Treatment resistance affects up to one in four individuals with psychosis in the first few years of illness. However, there is limited information about the brain changes associated with treatment resistance, restricting our ability to develop effective prognostic biomarkers or new treatments. Using resting-state functional MRI, we examined striatocortical connectivity in 87 patients who presented a non-affective first-episode of psychosis and 118 healthy controls, with follow-up imaging on more than half of the participants in the next 6 years, totaling 361 images. Crucially, we identified 30 patients who presented treatment-resistant psychosis in this follow-up period. Thus, we examined baseline (at first episode) and longitudinal striatocortical differences within psychosis subgroups (treatment-responsive and treatment-resistant psychosis), and between patients subgroups and healthy controls. Compared to healthy controls, participants with treatment-responsive psychosis presented baseline differences in functional connectivity of ventral striatal systems, without changes over time; whereas patients with treatment-resistant psychosis showed both baseline and longitudinal differences in ventral striatal systems, compared to healthy controls.

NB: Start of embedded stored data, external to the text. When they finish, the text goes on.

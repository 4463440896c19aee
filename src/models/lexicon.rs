//! Word-list sentiment scorer
//!
//! Needs no model files, so it always loads. Useful as a default
//! configuration and as a fallback member of the ensemble.

use super::SentimentModel;
use crate::types::prediction::RawPrediction;
use anyhow::Result;
use std::collections::HashSet;

const POSITIVE_WORDS: &[&str] = &[
    "amazing", "awesome", "best", "brilliant", "excellent", "exceptional", "fantastic",
    "good", "great", "happy", "impressive", "incredible", "love", "loved", "nice",
    "outstanding", "perfect", "pleased", "recommend", "recommended", "superb", "wonderful",
];

const NEGATIVE_WORDS: &[&str] = &[
    "awful", "bad", "broken", "buggy", "disappointed", "disappointing", "hate", "hated",
    "horrible", "poor", "sad", "terrible", "useless", "waste", "worse", "worst", "wrong",
];

const NEGATORS: &[&str] = &["not", "no", "never", "hardly"];

/// Lexicon-based sentiment model emitting `pos` / `neg` / `neutral`.
pub struct LexiconModel {
    positive: HashSet<&'static str>,
    negative: HashSet<&'static str>,
    negators: HashSet<&'static str>,
}

impl LexiconModel {
    pub fn new() -> Self {
        Self {
            positive: POSITIVE_WORDS.iter().copied().collect(),
            negative: NEGATIVE_WORDS.iter().copied().collect(),
            negators: NEGATORS.iter().copied().collect(),
        }
    }

    /// Count positive and negative hits; a negator flips the next hit.
    fn score_tokens(&self, text: &str) -> (u32, u32) {
        let mut positive = 0;
        let mut negative = 0;
        let mut negated = false;

        for token in text
            .split(|c: char| !c.is_alphanumeric() && c != '\'')
            .filter(|t| !t.is_empty())
        {
            let token = token.to_lowercase();

            if self.negators.contains(token.as_str()) {
                negated = true;
                continue;
            }

            let polarity = if self.positive.contains(token.as_str()) {
                Some(true)
            } else if self.negative.contains(token.as_str()) {
                Some(false)
            } else {
                None
            };

            if let Some(is_positive) = polarity {
                if is_positive != negated {
                    positive += 1;
                } else {
                    negative += 1;
                }
                negated = false;
            }
        }

        (positive, negative)
    }
}

impl Default for LexiconModel {
    fn default() -> Self {
        Self::new()
    }
}

impl SentimentModel for LexiconModel {
    fn predict(&self, text: &str) -> Result<RawPrediction> {
        let (positive, negative) = self.score_tokens(text);
        let total = positive + negative;

        if total == 0 || positive == negative {
            return Ok(RawPrediction::new("neutral", 0.5));
        }

        // Margin of the dominant side, mapped into [0.5, 0.95]
        let margin = (positive as f64 - negative as f64).abs() / total as f64;
        let score = 0.5 + 0.45 * margin;

        let label = if positive > negative { "pos" } else { "neg" };
        Ok(RawPrediction::new(label, score))
    }
}

#[cfg(test)]
mod tests {
    use super::*;

    #[test]
    fn test_positive_text() {
        let model = LexiconModel::new();
        let prediction = model.predict("I love this, it is great").unwrap();

        assert_eq!(prediction.raw_label, "pos");
        assert!((prediction.score - 0.95).abs() < 1e-9);
    }

    #[test]
    fn test_negation_flips() {
        let model = LexiconModel::new();
        let prediction = model.predict("This is not good").unwrap();

        assert_eq!(prediction.raw_label, "neg");
    }

    #[test]
    fn test_mixed_text() {
        let model = LexiconModel::new();
        let prediction = model.predict("Great screen, terrible battery, awful support").unwrap();

        // one positive vs two negative
        assert_eq!(prediction.raw_label, "neg");
        assert!((prediction.score - 0.65).abs() < 1e-9);
    }

    #[test]
    fn test_no_sentiment_words() {
        let model = LexiconModel::new();
        let prediction = model.predict("The package arrived on Tuesday").unwrap();

        assert_eq!(prediction.raw_label, "neutral");
        assert_eq!(prediction.score, 0.5);
    }
}
//! Broker Integration Tests
//!
//! Tests for canopy-broker through its public contract: transaction
//! lifecycle, commit atomicity, tree semantics and instrumentation.

use canopy::{
    CommitError, DataBroker, DataPath, InMemoryBroker, Payload, Scope, TransactionStatus,
};
use futures::executor::block_on;

mod lifecycle;
mod tree_semantics;

// =============================================================================
// SHARED TEST UTILITIES
// =============================================================================

pub fn p(text: &str) -> DataPath {
    DataPath::parse(text).expect("valid test path")
}

/// Commit a single put, returning the new version
pub fn commit_put(broker: &dyn DataBroker, scope: Scope, path: &str, data: Payload) -> u64 {
    let mut txn = broker.new_write_only_transaction();
    txn.put(scope, &p(path), data, true).unwrap();
    block_on(txn.submit()).unwrap().version
}

/// Read through a fresh read-only transaction
pub fn read(broker: &dyn DataBroker, scope: Scope, path: &str) -> Option<Payload> {
    let txn = broker.new_read_only_transaction();
    block_on(txn.read(scope, &p(path))).unwrap()
}

pub fn journaling_broker() -> InMemoryBroker {
    InMemoryBroker::builder().journal(true).build()
}

#[test]
fn test_broker_is_object_safe_and_shareable() {
    fn assert_send_sync<T: Send + Sync + ?Sized>() {}
    assert_send_sync::<dyn DataBroker>();

    let broker: std::sync::Arc<dyn DataBroker> = std::sync::Arc::new(InMemoryBroker::new());
    commit_put(broker.as_ref(), Scope::Configuration, "/a", serde_json::json!(1));
    assert_eq!(
        read(broker.as_ref(), Scope::Configuration, "/a"),
        Some(serde_json::json!(1))
    );
}

#[test]
fn test_failed_commit_reports_failed_status() {
    let broker = InMemoryBroker::new();
    broker.faults().fail_next_commit(CommitError::rejected("x"));
    let mut txn = broker.new_write_only_transaction();
    txn.delete(Scope::Configuration, &p("/a")).unwrap();
    assert!(block_on(txn.submit()).is_err());
    assert_eq!(txn.status(), TransactionStatus::Failed);
}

Treatment-responsive and treatment-resistant psychosis groups differed in longitudinal changes in connectivity between ventral striatal and temporal cortical regions. This is one of the circuits which has been previously related to symptom improvements in patients with first-episode of psychosis. No baseline differences were observed between the two psychosis groups. Overall, treatment-resistant psychosis is characterized by longitudinal changes in striatal systems in early psychosis, which might be used as the basis of future prognostic biomarkers.